April 17, 2022
A long time ago in a land far away I was the president of Luther League. What does that have to do with this Easter Sunday? It means I am conflicted, just like our history.
Daily Scratchboard Whip Out:
Here is a popular quote that gets bandied about on Social Media a lot these days: "History is not there for you to like or dislike. It is there for you to learn from it. And if it offends you, even better. Because then you are less likely to repeat it. It's not yours to erase. It belongs to all of us."
This presumes history is a finite, solid thing, written in stone, as it were. But is that even true?
Just The Facts, Ma'am
Turns out, history is not a science, it's merely storytelling with facts. And, even those facts are prone to change because, if history has taught me anything, it's that nothing changes more than the past.

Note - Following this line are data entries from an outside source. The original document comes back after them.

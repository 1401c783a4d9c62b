//! `repair_boot.sh`: runs from a live session and fixes the installed system via chroot.

use tracing::debug;

use crate::compose::edits::{GRAPHICS_SAFE_CMDLINE, GRUB_DEFAULTS, SYSCTL_CONF, VM_TUNING};
use crate::compose::shell::{comment_lines, ShellFile};
use crate::compose::template::{Slots, Template};
use crate::config::Configuration;
use crate::error::RescueError;

pub const SCRIPT_NAME: &str = "repair_boot.sh";
/// Where the installed root partition is mounted.
pub const MOUNT_POINT: &str = "/mnt";
/// Pseudo-filesystems bound into the chroot, in mount order.
pub const BIND_MOUNTS: [&str; 4] = ["dev", "proc", "sys", "run"];

const CHROOT_DELIMITER: &str = "CHROOT_EOF";

const SKELETON: Template = Template::new(
    "repair_boot.sh",
    r##"#!/bin/bash
#
# repair_boot.sh
# Repairs the boot configuration of an existing {{distro}} installation ({{arch}}).
# Run it from a live session, never from the installed system itself:
#
#     sudo bash repair_boot.sh
#
# Reported issue:
{{issue_comments}}
#
set -u

MOUNT_POINT="{{mount_point}}"
RED=$'\033[1;31m'
GREEN=$'\033[1;32m'
YELLOW=$'\033[1;33m'
RESET=$'\033[0m'

if [ "$(id -u)" -ne 0 ]; then
  echo "${RED}This script needs root. Run it as:  sudo bash repair_boot.sh${RESET}"
  exit 1
fi

cleanup() {
  echo "==> Unmounting"
  for fs in {{bind_mounts_reversed}}; do
    if mountpoint -q "$MOUNT_POINT/$fs"; then
      umount "$MOUNT_POINT/$fs" || umount -l "$MOUNT_POINT/$fs" || echo "${YELLOW}WARNING: could not unmount $MOUNT_POINT/$fs${RESET}"
    fi
  done
  if mountpoint -q "$MOUNT_POINT"; then
    umount "$MOUNT_POINT" || echo "${YELLOW}WARNING: could not unmount $MOUNT_POINT${RESET}"
  fi
}

report_chroot_failure() {
  local err_file="$1"
  local stage="$2"
  if grep -qi 'input/output error' "$err_file"; then
    echo ""
    echo "${RED}################################################################${RESET}"
    echo "${RED}  CRITICAL ERROR: Failed to enter system (Input/output error).${RESET}"
    echo "${RED}  The machine lost contact with a storage device. Likely causes:${RESET}"
    echo "${RED}   - the live USB you booted from is loose or failing${RESET}"
    echo "${RED}     (re-seat it, try another port, or write a fresh installer USB)${RESET}"
    echo "${RED}   - the RESCUE stick was pulled or is failing${RESET}"
    echo "${RED}   - the internal disk holding $ROOT_PART is failing${RESET}"
    echo "${RED}     (after unmounting, check it with: fsck -y $ROOT_PART)${RESET}"
    echo "${RED}################################################################${RESET}"
  else
    echo "${RED}ERROR: the chroot failed while trying to $stage:${RESET}"
    cat "$err_file"
  fi
  rm -f "$err_file"
}

echo "==> Partitions on this machine:"
lsblk -o NAME,SIZE,FSTYPE,LABEL,MOUNTPOINT
echo ""
echo "Enter the ROOT partition of the installed {{distro}} system (for example /dev/sda2)."
echo "Do not choose the live USB or the RESCUE stick."
ROOT_PART=""
read -r -p "Root partition: " ROOT_PART
if [ -z "$ROOT_PART" ]; then
  echo "${RED}No partition given. Nothing was changed.${RESET}"
  exit 1
fi
case "$ROOT_PART" in
  /dev/*) ;;
  *) ROOT_PART="/dev/$ROOT_PART" ;;
esac
if [ ! -b "$ROOT_PART" ]; then
  echo "${RED}ERROR: $ROOT_PART is not a block device. Nothing was changed.${RESET}"
  exit 1
fi

echo "==> Mounting $ROOT_PART at $MOUNT_POINT"
mkdir -p "$MOUNT_POINT"
if ! mount "$ROOT_PART" "$MOUNT_POINT"; then
  echo "${RED}ERROR: could not mount $ROOT_PART.${RESET}"
  exit 1
fi
if [ ! -f "$MOUNT_POINT{{grub_file}}" ]; then
  echo "${RED}ERROR: $ROOT_PART has no {{grub_file}}; it is not the installed system.${RESET}"
  cleanup
  exit 1
fi

for fs in {{bind_mounts}}; do
  if ! mount --bind "/$fs" "$MOUNT_POINT/$fs"; then
    echo "${RED}ERROR: could not bind-mount /$fs.${RESET}"
    cleanup
    exit 1
  fi
done

CHROOT_ERR="$(mktemp)"
echo "==> Entering the installed system"
if ! chroot "$MOUNT_POINT" /bin/true 2>"$CHROOT_ERR"; then
  report_chroot_failure "$CHROOT_ERR" "enter the installed system"
  cleanup
  exit 1
fi

chroot "$MOUNT_POINT" /bin/bash -s 2>"$CHROOT_ERR" <<'{{chroot_delimiter}}'
{{chroot_payload}}
{{chroot_delimiter}}
CHROOT_STATUS=$?
if [ "$CHROOT_STATUS" -ne 0 ]; then
  report_chroot_failure "$CHROOT_ERR" "repair the boot configuration"
  cleanup
  exit 1
fi
cat "$CHROOT_ERR" >&2
rm -f "$CHROOT_ERR"

cleanup
echo ""
echo "${GREEN}Success. Reboot without the USBs.${RESET}"
"##,
);

/// Builds the complete repair script for `config`.
pub fn compose(config: &Configuration) -> Result<String, RescueError> {
    let payload = chroot_payload(config)?;
    let payload = payload.trim_end_matches('\n');
    let issue = comment_lines(&config.issue_description).join("\n");
    let binds = BIND_MOUNTS.join(" ");
    let binds_reversed = BIND_MOUNTS.iter().rev().copied().collect::<Vec<_>>().join(" ");

    let slots: Slots = [
        ("distro", config.distro.display_name()),
        ("arch", config.architecture.as_str()),
        ("issue_comments", issue.as_str()),
        ("mount_point", MOUNT_POINT),
        ("grub_file", GRUB_DEFAULTS),
        ("bind_mounts", binds.as_str()),
        ("bind_mounts_reversed", binds_reversed.as_str()),
        ("chroot_delimiter", CHROOT_DELIMITER),
        ("chroot_payload", payload),
    ]
    .into_iter()
    .collect();

    let script = SKELETON.render(&slots)?;
    debug!(bytes = script.len(), distro = %config.distro, "repair script composed");
    Ok(script)
}

/// Commands run by `bash -s` inside the chroot.
pub fn chroot_payload(config: &Configuration) -> Result<String, RescueError> {
    let mut sf = ShellFile::new();
    sf.push("set -e")
        .push(format!("GRUB_FILE=\"{GRUB_DEFAULTS}\""))
        .push("if [ -f \"$GRUB_FILE.bak\" ]; then")
        .push("  echo \"Keeping the existing backup $GRUB_FILE.bak\"")
        .push("else")
        .push("  cp -a \"$GRUB_FILE\" \"$GRUB_FILE.bak\"")
        .push("  echo \"Backed up $GRUB_FILE to $GRUB_FILE.bak\"")
        .push("fi")
        .extend(GRAPHICS_SAFE_CMDLINE.shell_lines("\"$GRUB_FILE\""))
        .push("echo \"Kernel command line is now:\"")
        .push("grep '^GRUB_CMDLINE_LINUX_DEFAULT=' \"$GRUB_FILE\"")
        .extend(GRAPHICS_SAFE_CMDLINE.verify_lines("\"$GRUB_FILE\""))
        .push("echo \"Regenerating the GRUB menu...\"")
        .push(config.distro.grub_update_command());

    if config.include_optimizations {
        sf.push(format!("SYSCTL_FILE=\"{SYSCTL_CONF}\""))
            .extend(VM_TUNING.shell_lines("\"$SYSCTL_FILE\""))
            .push(format!(
                "echo \"Applied performance optimizations: {}.\"",
                VM_TUNING.lines.join(", ")
            ));
    }

    sf.build()
}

Case in point: There was a Civil War general who saved the United States at the Battle of Gettysburg. Three times he thwarted a Confederate cavalry charge that tipped the scales of battle in favor of the Union. This same war hero later died fighting for his country and a monument marks the spot. Today, his adversaries hold the higher ground and the brave soldier is now viewed as a genocidal, psychopath. Go tell George Armstrong Custer what part of history is not yours to erase, or change.
The irony is, both the pro-Custer and anti-Custer versions of history use the same set of facts, just looking at them from the opposite direction. In the current, popular phase, we get the Native American point of view. Thanks to books, primarily, "Bury My Heart at Wounded Knee," and, specifically, "Custer Died For Your Sins" the narrative has been spun out in a different direction. And the problem for history is, both accounts are about half right.
History is like myth in pre-modern culture. It's the way we explain ourselves to ourselves. Louis Menand wrote that, referencing Levi-Strauss, the philosopher not the denim maker.
We are all trying to make sense of the past. But in the end we all try to emphasize the facts that serve our prejudices.
When The Pen Is Mightier Than The Sword
As the story goes, a certain historian was arrested during the Hungarian revolution and he was asked if he was carrying a weapon and he allegedly handed over his pen. That's what makes this illustration so genius.
"There is no truth, there is no history, there is only the way the story is told."